Una laguna en un cráter de un volcán. Dicen que han venido exploradores a buscarle fondo y jamás lo han encontrado. ¿Qué tan hondo puede ser un agujero para no tener final? Y si no tiene fondo, ¿hasta dónde llega?, ¿al centro de la tierra, como lo cuenta Julio Verne?
La habitualidad del viajero está en la horizontalidad. Nos desplazamos de un punto a otro, andando al ras de la superficie terrestre. Las dimensiones espaciales se conservan, independientemente del sitio donde nos encontremos. Pocos son los que desafían a la horizontalidad e invocan, vigorosos, a lo vertical. El hombre, desde el inicio de su historia de hombre, y acaso mucho antes, ha mirado hacia arriba con un aire de nostalgia, sabiendo que jamás llegará hasta allá con vida, a menos que trascienda y pueda ir a vivir, una vez muerto, en el paraíso. Entonces, el cielo, desde tiempos remotos, se ha asociado al paraíso, a ese rincón inalcanzable salvo nuestras buenas acciones. Y, ¿qué hay de la visión hacia abajo? Son pocos los que se han atrevido a dejar caer la mirada con un sentido de búsqueda. Por lo general, se asocia a los de mirada caída con perdedores, deprimidos, seres nostálgicos que habitan o buscan la vida de ultratumba, más allá del recinto de los muertos. Arriba: la vida; abajo: la muerte.
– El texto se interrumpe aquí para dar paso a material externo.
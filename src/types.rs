use serde::{Deserialize, Serialize};
use std::fmt;

/// Target coding system a query is resolved against.
#[derive(Debug, Clone, Copy, PartialEq, Eq, Hash, Serialize, Deserialize)]
pub enum System {
    /// SNOMED CT, US edition: procedures, diagnoses, lab tests.
    #[serde(rename = "SNOMEDCT_US")]
    SnomedCtUs,
    /// RxNorm: medications.
    #[serde(rename = "RXNORM")]
    Rxnorm,
}

impl System {
    pub fn name(&self) -> &'static str {
        match self {
            Self::SnomedCtUs => "SNOMEDCT_US",
            Self::Rxnorm => "RXNORM",
        }
    }
}

impl fmt::Display for System {
    fn fmt(&self, f: &mut fmt::Formatter<'_>) -> fmt::Result {
        f.write_str(self.name())
    }
}

/// Recognized entity-type labels. Input rows carry these as free text;
/// [`EntityType::parse`](crate::route) rejects anything else.
#[derive(Debug, Clone, Copy, PartialEq, Eq, Hash, Serialize, Deserialize)]
pub enum EntityType {
    Medicine,
    Procedure,
    Diagnosis,
    Lab,
}

impl EntityType {
    pub fn name(&self) -> &'static str {
        match self {
            Self::Medicine => "Medicine",
            Self::Procedure => "Procedure",
            Self::Diagnosis => "Diagnosis",
            Self::Lab => "Lab",
        }
    }
}

impl fmt::Display for EntityType {
    fn fmt(&self, f: &mut fmt::Formatter<'_>) -> fmt::Result {
        f.write_str(self.name())
    }
}

/// One input row: the mention text plus its entity-type label as supplied
/// by the caller. The label stays a string here so a bad value fails that
/// row inside the batch instead of failing input parsing up front.
#[derive(Debug, Clone, Serialize, Deserialize)]
pub struct Query {
    pub raw_text: String,
    pub entity_type: String,
}

impl Query {
    pub fn new(raw_text: impl Into<String>, entity_type: impl Into<String>) -> Self {
        Self {
            raw_text: raw_text.into(),
            entity_type: entity_type.into(),
        }
    }
}

/// Deterministic normalization of a query: the token sequence and the
/// reconstructed expanded string used as the retrieval query.
#[derive(Debug, Clone, PartialEq, Eq)]
pub struct NormalizedQuery {
    pub tokens: Vec<String>,
    pub expanded_text: String,
}

impl NormalizedQuery {
    pub fn empty() -> Self {
        Self {
            tokens: Vec::new(),
            expanded_text: String::new(),
        }
    }

    pub fn is_empty(&self) -> bool {
        self.tokens.is_empty()
    }
}

/// One vocabulary row returned by the retrieval capability.
///
/// Field aliases match the upstream vocabulary column names so columnar
/// loaders can deserialize rows directly.
#[derive(Debug, Clone, Serialize, Deserialize)]
pub struct Candidate {
    #[serde(alias = "CODE")]
    pub code: String,
    pub system: System,
    /// Display text (the vocabulary `STR` column).
    #[serde(alias = "STR")]
    pub text: String,
    /// Term type (representation class), e.g. `PT`, `SCD`, `IN`.
    #[serde(alias = "TTY")]
    pub tty: String,
    /// Semantic type; absent on RxNorm rows.
    #[serde(default, alias = "STY")]
    pub sty: Option<String>,
    /// Opaque lexical-similarity score from the retriever. Comparable only
    /// within one retrieval call; never enters the final score.
    #[serde(default, alias = "retrieval_score")]
    pub lexical_score: f64,
}

/// A candidate with its combined heuristic score and position in the
/// ranking. `final_score` is non-increasing with `rank`.
#[derive(Debug, Clone)]
pub struct RankedCandidate {
    pub candidate: Candidate,
    pub final_score: f64,
    pub rank: usize,
}

/// The single display row selected for one code.
#[derive(Debug, Clone, PartialEq, Eq)]
pub struct DisplayChoice {
    pub code: String,
    pub system: System,
    pub chosen_text: String,
    pub chosen_tty: String,
}

/// One output row, positionally matching its input row. `output_code` and
/// `output_description` are `None` when no admissible candidate was found;
/// `output_system` stays set whenever routing succeeded.
#[derive(Debug, Clone, Serialize, Deserialize)]
pub struct OutputRow {
    #[serde(rename = "Input Entity Description")]
    pub input_text: String,
    #[serde(rename = "Entity Type")]
    pub entity_type: String,
    #[serde(rename = "Output Coding System")]
    pub output_system: Option<System>,
    #[serde(rename = "Output Target Code")]
    pub output_code: Option<String>,
    #[serde(rename = "Output Target Description")]
    pub output_description: Option<String>,
}

impl OutputRow {
    pub fn matched(query: &Query, system: System, code: String, description: String) -> Self {
        Self {
            input_text: query.raw_text.clone(),
            entity_type: query.entity_type.clone(),
            output_system: Some(system),
            output_code: Some(code),
            output_description: Some(description),
        }
    }

    pub fn no_match(query: &Query, system: Option<System>) -> Self {
        Self {
            input_text: query.raw_text.clone(),
            entity_type: query.entity_type.clone(),
            output_system: system,
            output_code: None,
            output_description: None,
        }
    }

    pub fn is_no_match(&self) -> bool {
        self.output_code.is_none()
    }
}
Luz y oscuridad contrapuestas, formando una dualidad bastante conveniente para el hombre.
En el transcurso de los años, el hombre, presa de su curiosidad, decidió aventurarse a las alturas, vencer la verticalidad que lo separaba de la superficie terrestre. El primer logro: el ascenso al Monte Everest. Primero llegó uno, como un hecho extraordinario. Después, lo maravilloso se volvió en cotidiano para ciertos hombres, también curiosos y deseosos de obtener la gloria de estar en la cima del mundo, ver a la tierra desde la mayor altura permitida sin despegar los pies del piso. Pero la curiosidad siguió rondando a las mentes humanas. Llegó la segunda década del siglo XX. El hombre desvirtuó a la luna de su sentido poético al poner un pie sobre ella. Un pequeño paso para un hombre, uno grande para la humanidad, el fin de la ilusión de la luna de queso. Después seguiría Marte y a partir de ahí, ya no habría fin, hasta llegar de nuevo a otro planeta, donde el hombre se encontraría con otro hombre ansioso de ir más lejos.
Y, ¿hacia abajo? Julio Verne lleva a sus personajes hacia el centro de la tierra en una de las narraciones más hermosas que jamás haya leído. Después de atravesar túneles y peligros, llegan a un lugar paradisíaco con un clima bastante acogedor. Jacques-Ives Cousteau también se aventuró a las profundidades, pero no de la tierra sino del mar. Exploró los abismos del mar, revelándonos un mundo que jamás imaginamos. Hay quienes cuentan que él mismo vino a la laguna de Santa María del Oro a echar una mirada en su fondo, el cual jamás pudo encontrar. Donde la ciencia falla, entra la imaginación. ¿Qué hubiera encontrado Cousteau si hubiese logrado llegar al fondo del mar, a los abismos más remotos de ese universo sumergido?